A line from an old Clint Eastwood film went through my mind. When it passed, I said, “You take a few shots at Long Island in your work. What’s that about?”

“People on Long Island,” he said, “believe that the way to achieve world peace is through shopping. Not even the Dalai Lama works harder toward that goal.” He took a sip of wine. “Growing up in Brooklyn, I actually felt sorry for Long Islanders. They didn’t have as much concrete as we did; they had grass. They couldn’t go outside and take a bus or a subway. Those poor kids got cars on their sixteenth birthdays and didn’t get to share a bedroom with anyone.”

“But you raised two kids on the Island.”

Reed smiled. “They had to learn to be street smart. At least they didn’t hate their childhoods.”

I first met Reed at Bouchercon a few years ago and have seen him at a few conventions since then. He’s an entertaining panel member and a good moderator. What’s his dream panel?
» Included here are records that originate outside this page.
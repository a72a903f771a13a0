use super::*;
use crate::layout::parse_glyphs;

fn grid(glyphs: &str) -> TileGrid {
    TileGrid::from_kinds(parse_glyphs(glyphs).expect("layout"), DesignLabel::Default)
        .expect("grid")
}

fn assert_indices_contiguous(level: &TileGrid) {
    let mut expected = 0;
    for tile in level.tiles() {
        if tile.is_accessible() {
            assert_eq!(tile.index(), Some(expected), "tile {:?}", tile.coordinate());
            assert_eq!(level.tile_by_index(expected), Some(tile));
            expected += 1;
        } else {
            assert_eq!(tile.index(), None, "tile {:?}", tile.coordinate());
        }
    }
    assert_eq!(level.get_node_count(), expected);
}

#[test]
fn accessible_tiles_are_indexed_in_scan_order() {
    let level = grid("WFD\nHEF\nSFW");
    assert_indices_contiguous(&level);
    assert_eq!(level.get_node_count(), 5);
    assert_eq!(level.get_tile_at(Coordinate::new(2, 0)).and_then(Tile::index), Some(1));
    assert_eq!(level.get_tile_at(Coordinate::new(0, 1)).and_then(Tile::index), None);
}

#[test]
fn changing_a_kind_reindexes_the_whole_grid() {
    let mut level = grid("FFF");
    assert_eq!(level.get_node_count(), 3);

    level.change_tile_kind(Coordinate::new(0, 0), TileKind::Wall);
    assert_eq!(level.get_node_count(), 2);
    let indices: Vec<_> = level.tiles().iter().filter_map(Tile::index).collect();
    assert_eq!(indices, vec![0, 1]);
    assert_indices_contiguous(&level);

    level.change_tile_kind(Coordinate::new(0, 0), TileKind::Exit);
    assert_eq!(level.get_node_count(), 3);
    assert_indices_contiguous(&level);
}

#[test]
fn indices_do_not_depend_on_mutation_history() {
    let mut churned = grid("FFFF\nFWFF");
    churned.change_tile_kind(Coordinate::new(3, 0), TileKind::Hole);
    churned.change_tile_kind(Coordinate::new(1, 1), TileKind::Door);
    churned.change_tile_kind(Coordinate::new(3, 0), TileKind::Floor);

    let fresh = TileGrid::from_kinds(churned.kinds(), DesignLabel::Default).expect("grid");
    let churned_indices: Vec<_> = churned.tiles().iter().map(Tile::index).collect();
    let fresh_indices: Vec<_> = fresh.tiles().iter().map(Tile::index).collect();
    assert_eq!(churned_indices, fresh_indices);
}

#[test]
fn existing_exit_is_kept_and_start_is_a_floor() {
    let level = grid("FWE\nFWF\nFFF");
    assert_eq!(level.tiles_of_kind(TileKind::Exit).count(), 1);
    assert_eq!(level.get_end().map(Tile::coordinate), Some(Coordinate::new(2, 0)));
    assert_eq!(level.get_start().map(Tile::kind), Some(TileKind::Floor));
}

#[test]
fn missing_exit_is_promoted_away_from_the_start() {
    let level = grid("FFF\nWWW");
    assert_eq!(level.tiles_of_kind(TileKind::Exit).count(), 1);
    let start = level.get_start().expect("start");
    let end = level.get_end().expect("end");
    assert_ne!(start.coordinate(), end.coordinate());
    assert_eq!(start.kind(), TileKind::Floor);
    assert_indices_contiguous(&level);
}

#[test]
fn lone_floor_becomes_both_start_and_exit() {
    let level = grid("WFW");
    let start = level.get_start().expect("start");
    assert_eq!(start.coordinate(), Coordinate::new(1, 0));
    assert_eq!(start.kind(), TileKind::Exit);
    assert_eq!(level.get_end().map(Tile::coordinate), Some(Coordinate::new(1, 0)));
}

#[test]
fn level_without_accessible_tiles_has_no_start_or_exit() {
    let level = grid("WHS\nWWW");
    assert_eq!(level.get_node_count(), 0);
    assert!(level.get_start().is_none());
    assert!(level.get_end().is_none());
}

#[test]
fn door_only_level_promotes_a_door() {
    let level = grid("WDW");
    assert!(level.get_start().is_none());
    assert_eq!(level.get_end().map(Tile::coordinate), Some(Coordinate::new(1, 0)));
}

#[test]
fn print_level_collapses_non_wall_non_floor_kinds() {
    assert_eq!(grid("WF\nEW").print_level(), "WF\nEW\n");
    let mut level = grid("DHSE");
    level.change_tile_kind(Coordinate::new(0, 0), TileKind::Floor);
    assert_eq!(level.print_level(), "FEEE\n");
}

#[test]
fn out_of_bounds_lookups_return_none() {
    let level = grid("FE\nWW");
    for coordinate in [
        Coordinate::new(-1, 0),
        Coordinate::new(0, -1),
        Coordinate::new(2, 0),
        Coordinate::new(0, 2),
    ] {
        assert!(!level.in_bounds(coordinate));
        assert!(level.get_tile_at(coordinate).is_none());
    }
    assert!(level.tile_by_index(2).is_none());
}

#[test]
fn set_start_rejects_outside_coordinates() {
    let mut level = grid("FE");
    let err = level.set_start(Coordinate::new(5, 0)).expect_err("outside");
    assert!(matches!(err, LevelError::OutOfBounds(c) if c == Coordinate::new(5, 0)));

    level.set_start(Coordinate::new(1, 0)).expect("inside");
    assert_eq!(level.get_start().map(Tile::kind), Some(TileKind::Exit));
}

#[test]
fn random_tile_respects_the_kind_filter() {
    let mut level = grid("FWF\nWHW\nFWE");
    for _ in 0..32 {
        let tile = level.get_random_tile(Some(TileKind::Wall)).expect("wall");
        assert_eq!(tile.kind(), TileKind::Wall);
    }
    assert!(level.get_random_tile(Some(TileKind::Door)).is_none());
    assert!(level.get_random_tile_point(None).is_some());
    assert_eq!(
        level.get_random_tile_point(Some(TileKind::Hole)),
        Some(Coordinate::new(1, 1))
    );
}

#[test]
fn same_seed_gives_same_choices() {
    let kinds = parse_glyphs("FFFF\nFFFF\nFFFF").expect("layout");
    let config = LevelConfig { seed: 7, design: DesignLabel::Temple };
    let mut first = TileGrid::from_kinds_with_config(kinds.clone(), &config).expect("grid");
    let mut second = TileGrid::from_kinds_with_config(kinds, &config).expect("grid");

    assert_eq!(first.get_start(), second.get_start());
    assert_eq!(first.get_end(), second.get_end());
    for _ in 0..16 {
        assert_eq!(first.get_random_tile_point(None), second.get_random_tile_point(None));
    }
    assert_eq!(first.design(), DesignLabel::Temple);
}

#[test]
fn adopted_tiles_are_restamped_and_reindexed() {
    let mut stray = Tile::new(Coordinate::new(9, 9), TileKind::Floor);
    stray.index = Some(42);
    let rows = vec![
        vec![Tile::new(Coordinate::new(0, 0), TileKind::Wall), stray],
        vec![
            Tile::new(Coordinate::new(0, 1), TileKind::Exit),
            Tile::new(Coordinate::new(1, 1), TileKind::Hole),
        ],
    ];
    let level = TileGrid::from_tiles(rows).expect("grid");
    let tile = level.get_tile_at(Coordinate::new(1, 0)).expect("tile");
    assert_eq!(tile.coordinate(), Coordinate::new(1, 0));
    assert_eq!(tile.index(), Some(0));
    assert_indices_contiguous(&level);
}

#[test]
fn ragged_input_is_rejected() {
    let rows = vec![vec![TileKind::Floor, TileKind::Floor], vec![TileKind::Floor]];
    assert!(matches!(
        TileGrid::from_kinds(rows, DesignLabel::Default),
        Err(LevelError::RaggedRow { row: 1, .. })
    ));
    assert!(matches!(TileGrid::from_tiles(Vec::new()), Err(LevelError::EmptyLayout)));
}

#[test]
fn layout_rows_match_dimensions() {
    let level = grid("FFF\nWWW");
    assert_eq!((level.width(), level.height()), (3, 2));
    let rows: Vec<_> = level.get_layout().collect();
    assert_eq!(rows.len(), 2);
    assert!(rows[1].iter().all(|tile| tile.kind() == TileKind::Wall));
}

#[test]
fn kind_change_clears_the_texture_variant() {
    let mut level = grid("FWE");
    level.set_texture_variant(Coordinate::new(1, 0), "wall/wall_top").expect("set");
    assert_eq!(
        level.get_tile_at(Coordinate::new(1, 0)).and_then(Tile::texture_variant),
        Some("wall/wall_top")
    );
    level.change_tile_kind(Coordinate::new(1, 0), TileKind::Floor);
    assert_eq!(level.get_tile_at(Coordinate::new(1, 0)).and_then(Tile::texture_variant), None);
    assert!(level.set_texture_variant(Coordinate::new(3, 0), "x").is_err());
}

#[test]
fn neighbours_stay_inside_the_grid() {
    let level = grid("FFF\nFFF\nFFE");
    assert_eq!(level.neighbours(Coordinate::new(0, 0)).len(), 2);
    assert_eq!(level.neighbours(Coordinate::new(1, 0)).len(), 3);
    let centre: Vec<_> =
        level.neighbours(Coordinate::new(1, 1)).iter().map(|tile| tile.coordinate()).collect();
    assert_eq!(
        centre,
        vec![
            Coordinate::new(1, 0),
            Coordinate::new(2, 1),
            Coordinate::new(1, 2),
            Coordinate::new(0, 1),
        ]
    );
}

#[test]
fn range_queries_use_centre_distance() {
    let mut level = grid("FFFFF\nFFFFF\nFFWFF\nFFFFF\nFFFFE");
    let centre = Coordinate::new(2, 2);
    assert_eq!(level.tiles_in_range(centre, 0.0).len(), 1);
    assert_eq!(level.tiles_in_range(centre, 1.0).len(), 5);
    assert_eq!(level.tiles_in_range(centre, 1.5).len(), 9);
    assert_eq!(level.accessible_tiles_in_range(centre, 1.5).len(), 8);
    assert!(level.tiles_in_range(Coordinate::new(-3, 0), 2.0).is_empty());

    let in_range = level.tiles_in_range(centre, 1.5);
    assert!(in_range.windows(2).all(|pair| pair[0].coordinate() < pair[1].coordinate()));

    for _ in 0..16 {
        let picked = level.random_accessible_coordinate_in_range(centre, 1.0).expect("pick");
        assert!(picked.chebyshev(centre) == 1);
    }
}

#[test]
fn area_is_inclusive_and_clamped() {
    let level = grid("FFF\nWWE");
    assert_eq!(level.tiles_in_area(Coordinate::new(3, 0), Coordinate::new(-1, 1)).len(), 6);
    let column: Vec<_> = level
        .tiles_in_area(Coordinate::new(1, 1), Coordinate::new(1, 0))
        .iter()
        .map(|tile| tile.coordinate())
        .collect();
    assert_eq!(column, vec![Coordinate::new(1, 0), Coordinate::new(1, 1)]);
    assert!(level.tiles_in_area(Coordinate::new(5, 5), Coordinate::new(7, 7)).is_empty());
}

#[test]
fn neighbours_of_extreme_coordinates_are_empty() {
    let level = grid("FE");
    assert!(level.neighbours(Coordinate::new(i32::MAX, 0)).is_empty());
    assert!(level.neighbours(Coordinate::new(0, i32::MIN)).is_empty());
    assert!(level.tiles_in_range(Coordinate::new(i32::MIN, i32::MAX), 3.0).is_empty());
}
“Daniel Woodrell, Philip Kerr, Lee Child. And me, of course.”

The topic?

“Inspiration,” he said. “I’d love to ask them: would you do this for no money? Full disclosure. Complete honesty. None of us tells the complete truth up there. We’re performing for the audience. We’re worried about what our publisher thinks, what our readers think.”

One final question: Reed’s lost seventeen pounds recently—I know that because he told me the exact amount before the interview even started. “What’s that about?” I asked. “Everything okay?” I couldn’t help but think of Moe Prager’s health issues.

He laughed. “You know,” he said. “I realized you see a lot of old men out there and you see a lot of fat men out there. What you don’t see? A lot of old, fat men.”

Sounds like the words of someone who plans on being around for a while. That, fellow mystery and crime readers, is very good news for the rest of us.

*****

reedReed Farrel Coleman is the author of twenty-one novels and novellas. He now writes Robert B. Parker’s Jesse Stone series and has been signed by Putnam to begin a new series featuring PI Gus Murphy. Reed is a three-time recipient of the Shamus Award for Best PI Novel of the year and is a three-time Edgar nominee in three different categories. He has also won the Macavity, Audie, Barry, and Anthony Awards. He is an adjunct English instructor at Hofstra University and a founding member of MWA U. He lives with his family on Long Island.